• Task item:
Nothing but the lines from the top of the following entries through the line with "pub fn into_values(self)" should be printed, exactly as they are.

◇ ◇ ◇ ◇

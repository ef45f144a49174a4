//! Argument list construction: the public entry point of the engine.

use alloy::dyn_abi::DynSolValue;
use alloy::json_abi::Function;
use tracing::{debug, trace};

use crate::composite::map_field;
use crate::config::{ArgsConfig, SkipPolicy};
use crate::error::{ArgumentError, CoerceError, EncodeError, Result};
use crate::input::InputValue;
use crate::types::{AbiParam, AbiType};
use crate::value::TypedValue;

/// Typed arguments, index-aligned with the parameters they were built from.
#[derive(Debug, Clone, PartialEq, Eq)]
pub struct ArgumentList {
    names: Vec<String>,
    types: Vec<AbiType>,
    values: Vec<TypedValue>,
}

impl ArgumentList {
    pub fn len(&self) -> usize {
        self.values.len()
    }

    pub fn is_empty(&self) -> bool {
        self.values.is_empty()
    }

    pub fn values(&self) -> &[TypedValue] {
        &self.values
    }

    pub fn get(&self, index: usize) -> Option<&TypedValue> {
        self.values.get(index)
    }

    /// `(parameter name, value)` pairs in declaration order.
    pub fn iter(&self) -> impl Iterator<Item = (&str, &TypedValue)> {
        self.names.iter().map(String::as_str).zip(&self.values)
    }

    pub fn into_values(self) -> Vec<TypedValue> {
        self.values
    }

    /// True if any argument, at any depth, is a skip marker.
    pub fn has_skipped(&self) -> bool {
        self.values.iter().any(TypedValue::contains_skip)
    }

    /// Declared type of each argument.
    pub fn types(&self) -> &[AbiType] {
        &self.types
    }

    /// Convert every argument to alloy's dynamic value, checking fixed-length
    /// arrays against their declared `T[N]`.
    pub fn to_sol_values(&self) -> Result<Vec<DynSolValue>, EncodeError> {
        self.names
            .iter()
            .zip(&self.types)
            .zip(&self.values)
            .enumerate()
            .map(|(index, ((name, ty), value))| {
                let sol = value.to_sol_value().ok_or_else(|| {
                    let name = name.clone();
                    if value.is_skip() {
                        EncodeError::Skipped { index, name }
                    } else {
                        EncodeError::NestedSkip { index, name }
                    }
                })?;
                if !value.matches_fixed_lengths(ty) {
                    return Err(EncodeError::FixedLengthMismatch {
                        index,
                        name: name.clone(),
                        ty: ty.to_string(),
                    });
                }
                Ok(sol)
            })
            .collect()
    }

    /// ABI-encode the arguments as a parameter list (no selector).
    pub fn abi_encode(&self) -> Result<Vec<u8>, EncodeError> {
        Ok(DynSolValue::Tuple(self.to_sol_values()?).abi_encode_params())
    }
}

/// Build the argument list for `params` from `input`, using the environment
/// configuration from [`ArgsConfig::load`].
pub fn build_args(params: &[AbiParam], input: &InputValue) -> Result<ArgumentList, ArgumentError> {
    build_args_with(params, input, ArgsConfig::load())
}

/// Build the argument list for `params` from `input`.
///
/// Parameters are processed in order and the first failure aborts the whole
/// call; no partial list is returned.
pub fn build_args_with(
    params: &[AbiParam],
    input: &InputValue,
    config: &ArgsConfig,
) -> Result<ArgumentList, ArgumentError> {
    let mut names = Vec::with_capacity(params.len());
    let mut types = Vec::with_capacity(params.len());
    let mut values = Vec::with_capacity(params.len());

    for (index, param) in params.iter().enumerate() {
        let value = map_field(&param.name, &param.ty, input)
            .and_then(|value| apply_skip_policy(index, param, value, config.skip_policy))
            .map_err(|source| {
                debug!(
                    index,
                    name = %param.name,
                    ty = %param.ty,
                    "failed to build argument: {source}"
                );
                ArgumentError {
                    index,
                    name: param.name.clone(),
                    ty: param.ty.to_string(),
                    source,
                }
            })?;
        names.push(param.name.clone());
        types.push(param.ty.clone());
        values.push(value);
    }

    Ok(ArgumentList {
        names,
        types,
        values,
    })
}

fn apply_skip_policy(
    index: usize,
    param: &AbiParam,
    value: TypedValue,
    policy: SkipPolicy,
) -> Result<TypedValue> {
    if !value.contains_skip() {
        return Ok(value);
    }
    trace!(index, name = %param.name, %policy, "argument holds a skipped value");
    match policy {
        SkipPolicy::Keep => Ok(value),
        SkipPolicy::Reject => Err(CoerceError::UnresolvedField(param.name.clone())),
        SkipPolicy::Zero => value
            .fill_skipped(&param.ty)
            .ok_or_else(|| CoerceError::UnsupportedKind(param.ty.to_string())),
    }
}

/// Encode a call to `function`: its 4-byte selector followed by the
/// arguments built from `input`.
pub fn encode_call(function: &Function, input: &InputValue) -> Result<Vec<u8>, EncodeError> {
    let params = AbiParam::from_json_params(&function.inputs)?;
    let args = build_args(&params, input)?;
    let mut calldata = function.selector().to_vec();
    calldata.extend(args.abi_encode()?);
    Ok(calldata)
}

#[cfg(test)]
mod tests {
    use super::*;
    use alloy::primitives::{Address, U256};

    fn params() -> Vec<AbiParam> {
        vec![
            AbiParam::new("amount", AbiType::Uint(256)),
            AbiParam::new("to", AbiType::Address),
        ]
    }

    fn with_policy(policy: SkipPolicy) -> ArgsConfig {
        ArgsConfig::new(policy)
    }

    #[test]
    fn builds_index_aligned_list() {
        let input = InputValue::map([
            ("to", InputValue::from(Address::repeat_byte(1))),
            ("amount", InputValue::from("42")),
        ]);
        let args = build_args_with(&params(), &input, &ArgsConfig::default()).unwrap();
        let names: Vec<_> = args.iter().map(|(name, _)| name).collect();
        assert_eq!(names, ["amount", "to"]);
        assert_eq!(
            args.to_sol_values().unwrap(),
            vec![
                DynSolValue::Uint(U256::from(42), 256),
                DynSolValue::Address(Address::repeat_byte(1)),
            ]
        );
    }

    #[test]
    fn failure_names_the_first_bad_parameter() {
        let input = InputValue::map([("amount", "-1"), ("to", "nope")]);
        let err = build_args_with(&params(), &input, &ArgsConfig::default()).unwrap_err();
        assert_eq!(err.index, 0);
        assert_eq!(err.name, "amount");
        assert_eq!(err.ty, "uint256");
        assert!(matches!(err.source, CoerceError::OutOfRange { .. }));
    }

    #[test]
    fn missing_parameter_is_unresolved() {
        let input = InputValue::map([("amount", 1u8)]);
        let err = build_args_with(&params(), &input, &ArgsConfig::default()).unwrap_err();
        assert_eq!(err.index, 1);
        assert_eq!(err.source, CoerceError::UnresolvedField("to".into()));
    }

    #[test]
    fn keep_policy_leaves_skip_in_place() {
        let input = InputValue::map([("amount", InputValue::from(1u8)), ("to", InputValue::null())]);
        let args = build_args_with(&params(), &input, &with_policy(SkipPolicy::Keep)).unwrap();
        assert_eq!(args.get(1), Some(&TypedValue::Skip));
        assert!(args.has_skipped());
        assert_eq!(
            args.abi_encode(),
            Err(EncodeError::Skipped {
                index: 1,
                name: "to".into()
            })
        );
    }

    #[test]
    fn reject_policy_fails_on_skip() {
        let input = InputValue::map([("amount", InputValue::from(1u8)), ("to", InputValue::null())]);
        let err = build_args_with(&params(), &input, &with_policy(SkipPolicy::Reject)).unwrap_err();
        assert_eq!(err.index, 1);
        assert_eq!(err.source, CoerceError::UnresolvedField("to".into()));
    }

    #[test]
    fn zero_policy_fills_declared_zero() {
        let input = InputValue::map([("amount", InputValue::from(1u8)), ("to", InputValue::null())]);
        let args = build_args_with(&params(), &input, &with_policy(SkipPolicy::Zero)).unwrap();
        assert_eq!(args.get(1), Some(&TypedValue::Address(Address::ZERO)));
        assert!(!args.has_skipped());
        assert!(args.abi_encode().is_ok());
    }

    #[test]
    fn zero_policy_cannot_fill_reserved_kinds() {
        let params = [AbiParam::new("h", AbiType::Hash)];
        let input = InputValue::map([("h", InputValue::null())]);
        let err = build_args_with(&params, &input, &with_policy(SkipPolicy::Zero)).unwrap_err();
        assert!(matches!(err.source, CoerceError::UnsupportedKind(_)));
    }

    #[test]
    fn zero_policy_cannot_fill_oversized_fixed_bytes() {
        let params = [AbiParam::new("blob", AbiType::FixedBytes(33))];
        let input = InputValue::map([("blob", InputValue::null())]);
        let err = build_args_with(&params, &input, &with_policy(SkipPolicy::Zero)).unwrap_err();
        assert_eq!(err.source, CoerceError::UnsupportedKind("bytes33".into()));
    }

    #[test]
    fn short_fixed_array_is_rejected_on_encode() {
        let params = [
            AbiParam::new("deadlines", AbiType::array(AbiType::Uint(64), 2)),
            AbiParam::new("flag", AbiType::Bool),
        ];
        let input = InputValue::map([
            ("deadlines", InputValue::list([7u64])),
            ("flag", InputValue::from(true)),
        ]);
        let args = build_args_with(&params, &input, &ArgsConfig::default()).unwrap();
        assert_eq!(args.types()[0].to_string(), "uint64[2]");
        assert_eq!(
            args.abi_encode(),
            Err(EncodeError::FixedLengthMismatch {
                index: 0,
                name: "deadlines".into(),
                ty: "uint64[2]".into(),
            })
        );
    }

    #[test]
    fn nested_skip_is_reported_on_encode() {
        let params = [AbiParam::new("ids", AbiType::slice(AbiType::Uint(8)))];
        let input = InputValue::map([("ids", InputValue::list([Some(1u8), None]))]);
        let args = build_args_with(&params, &input, &ArgsConfig::default()).unwrap();
        assert_eq!(
            args.to_sol_values(),
            Err(EncodeError::NestedSkip {
                index: 0,
                name: "ids".into()
            })
        );
    }

    #[test]
    fn empty_schema_builds_empty_list() {
        let args = build_args_with(&[], &InputValue::Opaque, &ArgsConfig::default()).unwrap();
        assert!(args.is_empty());
        assert_eq!(args.abi_encode().unwrap(), Vec::<u8>::new());
    }
}
//! Shared dataset fixtures for unit and integration tests.
//!
//! The small dataset is hand-picked to exercise every query path: point
//! shapes in two countries, Chicago-area zip codes for country-exact radius
//! searches, a large metro aggregate with a bounding box, a low-area
//! aggregate that escapes distance normalization, and a county without a
//! timezone for the local-clock fallback.

use crate::model::{BoundingBox, GeoType, ReferenceMetadata, ShapeDataset, ShapeRecord};

#[allow(clippy::too_many_arguments)]
fn record(
    id: i64,
    reference_code: &str,
    geo_type: GeoType,
    latitude: f64,
    longitude: f64,
    population: u64,
    area: f64,
    short_display: &str,
    long_display: &str,
) -> ShapeRecord {
    ShapeRecord {
        id,
        reference_code: reference_code.to_string(),
        geo_type,
        latitude,
        longitude,
        population,
        area,
        short_display: short_display.to_string(),
        long_display: long_display.to_string(),
        ref_data: None,
        primary_timezone: None,
        is_aggregate: false,
        bbox: None,
    }
}

fn ref_data(
    zip_code: Option<&str>,
    city: Option<&str>,
    state_prov: Option<&str>,
    country: Option<&str>,
) -> ReferenceMetadata {
    ReferenceMetadata {
        zip_code: zip_code.map(String::from),
        city: city.map(String::from),
        state_prov: state_prov.map(String::from),
        country: country.map(String::from),
        metro: None,
        metro_size: None,
    }
}

/// A nine-record dataset covering cities, zip codes, a county, a metro-area
/// aggregate and a small aggregate, across two countries.
pub fn small_dataset() -> ShapeDataset {
    let mut shapes = Vec::new();

    let mut nashville = record(
        1,
        "us__tn__nashville",
        GeoType::City,
        36.1627,
        -86.7816,
        689_447,
        525.9,
        "Nashville, TN",
        "Nashville, TN, US",
    );
    nashville.ref_data = Some(ref_data(None, Some("Nashville"), Some("TN"), Some("us")));
    nashville.primary_timezone = Some("America/Chicago".to_string());
    shapes.push(nashville);

    let mut chicago = record(
        2,
        "us__il__chicago",
        GeoType::City,
        41.8781,
        -87.6298,
        2_746_388,
        234.5,
        "Chicago, IL",
        "Chicago, IL, US",
    );
    chicago.ref_data = Some(ref_data(None, Some("Chicago"), Some("IL"), Some("us")));
    chicago.primary_timezone = Some("America/Chicago".to_string());
    shapes.push(chicago);

    let mut loop_zip = record(
        3,
        "us__60606",
        GeoType::ZipCode,
        41.8787,
        -87.6366,
        3_101,
        0.6,
        "60606 US",
        "60606, Chicago, IL, US",
    );
    loop_zip.ref_data = Some(ref_data(
        Some("60606"),
        Some("Chicago"),
        Some("IL"),
        Some("us"),
    ));
    loop_zip.primary_timezone = Some("America/Chicago".to_string());
    shapes.push(loop_zip);

    let mut lakeshore_zip = record(
        4,
        "us__60601",
        GeoType::ZipCode,
        41.8858,
        -87.6229,
        14_675,
        0.4,
        "60601 US",
        "60601, Chicago, IL, US",
    );
    lakeshore_zip.ref_data = Some(ref_data(
        Some("60601"),
        Some("Chicago"),
        Some("IL"),
        Some("us"),
    ));
    shapes.push(lakeshore_zip);

    let mut nashville_zip = record(
        5,
        "us__37203",
        GeoType::ZipCode,
        36.1491,
        -86.7904,
        12_743,
        2.1,
        "37203 US",
        "37203, Nashville, TN, US",
    );
    nashville_zip.ref_data = Some(ref_data(
        Some("37203"),
        Some("Nashville"),
        Some("TN"),
        Some("us"),
    ));
    shapes.push(nashville_zip);

    let mut chi_metro = record(
        6,
        "us__chi_metro",
        GeoType::MetroArea,
        41.8781,
        -87.6298,
        9_618_502,
        10_856.0,
        "Chicago Metro",
        "Chicago Metropolitan Area, US",
    );
    chi_metro.is_aggregate = true;
    chi_metro.bbox = Some(BoundingBox {
        ll_latitude: 41.2,
        ll_longitude: -88.7,
        ur_latitude: 42.5,
        ur_longitude: -87.0,
    });
    chi_metro.primary_timezone = Some("America/Chicago".to_string());
    chi_metro.ref_data = Some(ReferenceMetadata {
        zip_code: None,
        city: Some("Chicago".to_string()),
        state_prov: Some("IL".to_string()),
        country: Some("us".to_string()),
        metro: Some("Chicago Metro".to_string()),
        metro_size: Some(3),
    });
    shapes.push(chi_metro);

    let mut tiny_region = record(
        7,
        "us__tiny_region",
        GeoType::Aggregate,
        36.16,
        -86.78,
        0,
        4.0,
        "Tiny Region",
        "Tiny Region, TN, US",
    );
    tiny_region.is_aggregate = true;
    tiny_region.bbox = Some(BoundingBox {
        ll_latitude: 36.1,
        ll_longitude: -86.9,
        ur_latitude: 36.2,
        ur_longitude: -86.7,
    });
    tiny_region.ref_data = Some(ref_data(None, None, Some("TN"), Some("us")));
    shapes.push(tiny_region);

    let mut toronto = record(
        8,
        "ca__on__toronto",
        GeoType::City,
        43.6532,
        -79.3832,
        2_731_571,
        243.3,
        "Toronto, ON",
        "Toronto, ON, CA",
    );
    toronto.ref_data = Some(ref_data(None, Some("Toronto"), Some("ON"), Some("ca")));
    toronto.primary_timezone = Some("America/Toronto".to_string());
    shapes.push(toronto);

    // No timezone on purpose: exercises the local-clock fallback.
    let mut davidson = record(
        9,
        "us__tn__davidson",
        GeoType::County,
        36.1700,
        -86.7800,
        715_884,
        504.0,
        "Davidson County",
        "Davidson County, TN, US",
    );
    davidson.ref_data = Some(ref_data(None, Some("Nashville"), Some("TN"), Some("us")));
    shapes.push(davidson);

    ShapeDataset::new(shapes)
}

#[cfg(test)]
mod tests {
    use super::*;

    #[test]
    fn fixture_ids_and_reference_codes_are_unique() {
        let dataset = small_dataset();
        let mut ids: Vec<_> = dataset.shapes.iter().map(|s| s.id).collect();
        let mut refs: Vec<_> = dataset
            .shapes
            .iter()
            .map(|s| s.reference_code.clone())
            .collect();
        ids.sort_unstable();
        ids.dedup();
        refs.sort();
        refs.dedup();
        assert_eq!(ids.len(), dataset.shapes.len());
        assert_eq!(refs.len(), dataset.shapes.len());
    }

    #[test]
    fn every_aggregate_carries_a_bounding_box() {
        for shape in small_dataset().shapes {
            assert_eq!(shape.is_aggregate, shape.bbox.is_some());
        }
    }
}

◇ ◇ ◇ ◇

• Answer to this exercise:
repository ef45f144a49174a4
//! Argument list construction: the public entry point of the engine.

use alloy::dyn_abi::DynSolValue;
use alloy::json_abi::Function;
use tracing::{debug, trace};

use crate::composite::map_field;
use crate::config::{ArgsConfig, SkipPolicy};
use crate::error::{ArgumentError, CoerceError, EncodeError, Result};
use crate::input::InputValue;
use crate::types::{AbiParam, AbiType};
use crate::value::TypedValue;

/// Typed arguments, index-aligned with the parameters they were built from.
#[derive(Debug, Clone, PartialEq, Eq)]
pub struct ArgumentList {
    names: Vec<String>,
    types: Vec<AbiType>,
    values: Vec<TypedValue>,
}

impl ArgumentList {
    pub fn len(&self) -> usize {
        self.values.len()
    }

    pub fn is_empty(&self) -> bool {
        self.values.is_empty()
    }

    pub fn values(&self) -> &[TypedValue] {
        &self.values
    }

    pub fn get(&self, index: usize) -> Option<&TypedValue> {
        self.values.get(index)
    }

    /// `(parameter name, value)` pairs in declaration order.
    pub fn iter(&self) -> impl Iterator<Item = (&str, &TypedValue)> {
        self.names.iter().map(String::as_str).zip(&self.values)
    }

    pub fn into_values(self) -> Vec<TypedValue> {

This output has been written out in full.